いつまでも残るもの
~この時代の教育を考える~

  • 2017.06.05

高大連携を目指して

 学習指導要領の次期改定に向けて様々な情報が入ってくる。小学校、中学校の課程では具体的なカリキュラムが提示され、「道徳の教科化」等の新しい課題が議論されている。高校の改定も大枠や必履修科目が示され、「公共」の新設など教科の編成が話題となっている。それと同時に高大接続や大学入学試験のあり方が大きな問題をして提起されている。

 今まで様々な教育改革が試みられたが、大学入試の枠組みが変わらぬ限り、高校までの学習内容に変化は見られなかった。学力試験により獲得して点数による選別ではどうしても、入試学力と言われる知識量による選考となりやすい。そして高校までの学習が知識獲得型の学びになりやすく、知識注入型の覚える授業になりやすかった。考える力や表現する力、対話する力や自分でものを判断し決断する力が養成されないという問題点が従来から指摘されていた。今回の改定では高大接続のあり方を変更することで、生きる力を身につける学習を実施したいとの方向性を見ることができる。

 また今回は学習方法のあり方が言及され、アクティブ・ラーニングという文言が何度も書き込まれ、従来の授業形態の変更が示されている。知識注入型から問題解決型学習への転換を図るための方法が提示されているのだろう。

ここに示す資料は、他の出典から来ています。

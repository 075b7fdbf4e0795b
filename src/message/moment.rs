//! Data moments and their gate arrays

use std::fmt;
use std::str::FromStr;

use bytes::Bytes;

use crate::DecodeError;

/// Raw gate values below this carry no data
pub const MIN_VALID_RAW: u16 = 2;

/// Radar data moment
#[derive(Debug, Clone, Copy, PartialEq, Eq, Hash, PartialOrd, Ord)]
pub enum Moment {
    /// Reflectivity
    Ref,
    /// Radial velocity
    Vel,
    /// Spectrum width
    Sw,
    /// Differential reflectivity
    Zdr,
    /// Differential phase
    Phi,
    /// Correlation coefficient
    Rho,
    /// Clutter filter power removed
    Cfp,
}

impl Moment {
    /// Every moment a message 31 radial may carry, in block order
    pub const ALL: [Self; 7] = [
        Self::Ref,
        Self::Vel,
        Self::Sw,
        Self::Zdr,
        Self::Phi,
        Self::Rho,
        Self::Cfp,
    ];

    /// Moments carried by legacy message 1 radials
    pub const LEGACY: [Self; 3] = [Self::Ref, Self::Vel, Self::Sw];

    /// Block name as it appears in the file
    #[must_use]
    pub fn name(self) -> &'static str {
        match self {
            Self::Ref => "REF",
            Self::Vel => "VEL",
            Self::Sw => "SW",
            Self::Zdr => "ZDR",
            Self::Phi => "PHI",
            Self::Rho => "RHO",
            Self::Cfp => "CFP",
        }
    }

    /// Parse a block name, ignoring trailing padding
    #[must_use]
    pub fn from_name(name: &str) -> Option<Self> {
        match name.trim_end_matches(['\0', ' ']) {
            "REF" => Some(Self::Ref),
            "VEL" => Some(Self::Vel),
            "SW" => Some(Self::Sw),
            "ZDR" => Some(Self::Zdr),
            "PHI" => Some(Self::Phi),
            "RHO" => Some(Self::Rho),
            "CFP" => Some(Self::Cfp),
            _ => None,
        }
    }
}

impl fmt::Display for Moment {
    fn fmt(&self, f: &mut fmt::Formatter<'_>) -> fmt::Result {
        f.write_str(self.name())
    }
}

impl FromStr for Moment {
    type Err = DecodeError;

    fn from_str(s: &str) -> Result<Self, Self::Err> {
        Self::from_name(&s.to_ascii_uppercase()).ok_or_else(|| DecodeError::UnknownMoment(s.to_string()))
    }
}

/// Convert a raw gate value to physical units
///
/// Values below [`MIN_VALID_RAW`] are below threshold or range folded and
/// yield `None`.
#[must_use]
pub fn scale_raw(raw: u16, scale: f32, offset: f32) -> Option<f32> {
    if raw < MIN_VALID_RAW {
        None
    } else {
        Some((f32::from(raw) - offset) / scale)
    }
}

/// One moment's gates along a single radial
#[derive(Debug, Clone, PartialEq)]
pub struct MomentBlock {
    /// Which moment this is
    pub moment: Moment,
    /// Declared number of gates
    pub ngates: u16,
    /// Range to the center of the first gate (m)
    pub first_gate: i32,
    /// Distance between gates (m)
    pub gate_spacing: i32,
    /// Threshold parameter (message 31 only)
    pub thresh: i16,
    /// SNR threshold (message 31 only)
    pub snr_thresh: i16,
    /// Control flags (message 31 only)
    pub flags: u8,
    /// Bits per gate sample: 8 or 16
    pub word_size: u8,
    /// Scale applied to raw values
    pub scale: f32,
    /// Offset applied to raw values
    pub offset: f32,
    pub(crate) data: Bytes,
}

impl MomentBlock {
    /// Number of gate samples actually present
    ///
    /// Smaller than `ngates` only when the record was cut short.
    #[must_use]
    pub fn len(&self) -> usize {
        let available = match self.word_size {
            16 => self.data.len() / 2,
            _ => self.data.len(),
        };
        available.min(usize::from(self.ngates))
    }

    /// Whether no gate samples are present
    #[must_use]
    pub fn is_empty(&self) -> bool {
        self.len() == 0
    }

    /// Raw value of one gate
    #[must_use]
    pub fn raw(&self, gate: usize) -> Option<u16> {
        if gate >= self.len() {
            return None;
        }
        match self.word_size {
            16 => Some(u16::from_be_bytes([self.data[gate * 2], self.data[gate * 2 + 1]])),
            _ => Some(u16::from(self.data[gate])),
        }
    }

    /// All raw gate values
    pub fn raw_values(&self) -> impl Iterator<Item = u16> + '_ {
        (0..self.len()).filter_map(|gate| self.raw(gate))
    }

    /// All gate values in physical units, `None` where masked
    #[must_use]
    pub fn scaled_values(&self) -> Vec<Option<f32>> {
        self.raw_values()
            .map(|raw| scale_raw(raw, self.scale, self.offset))
            .collect()
    }

    /// Range to each gate center (m)
    #[must_use]
    pub fn range(&self) -> Vec<f32> {
        let (first, spacing) = (i64::from(self.first_gate), i64::from(self.gate_spacing));
        (0..i64::from(self.ngates))
            .map(|i| (i * spacing + first) as f32)
            .collect()
    }
}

 このような改革の動きは、今まで本校が目指してきた教育の方向性と合致していることを嬉しく思っている。そしてここ数年、卒業生を通してつながりのある大学との間に、高大連携のあり方を巡って話し合い、卒業生を受け入れてもらってきたポートフォリア型の入試傾向をさらに確実なものにしていくことが出来そうな予感を与えてくれる。

 本校ではTAP(玉聖アクティブプログラム)といって、自分の興味関心に基づいて、選択授業や学校が設定している様々な行事、紹介するNPO法人や外部団体の主催するワークショップや体験学習に参加し、自らの体験を記録し、文書化したり言語化したりすることで体験の経験化を図り、蓄積された知識をもとにさらに学びを深めることができる大学の学部のAO入試に出願するという受験方法を進めてきた。大学側でこの試みが評価され、各分野の専門家を本校の出前授業に派遣してもらうとともに、大学の推薦枠の拡大などで具体的に協力をしてもらうことが可能なってきている。学部学科の内容を十分に分かった上で、ピンポイントでその大学に進みたいという意思を持った学生の入学を期待していることの表れではないかと思っている。

 本校の生徒たちの様々な活動が活発になっている。外部の体験学習に進んで参加する生徒が目立ってきたのは、決して推薦入学のための条件を満たすための行動ではないだろう。高大接続の状況の変化を視野に入れつつも、高校生だから学べること、感じることのできる感性、将来ヴィジョンの検証のために体験を重ねることの意義を実感しているからではないかと思う。そのような場の提供をこれからも行っていきたい。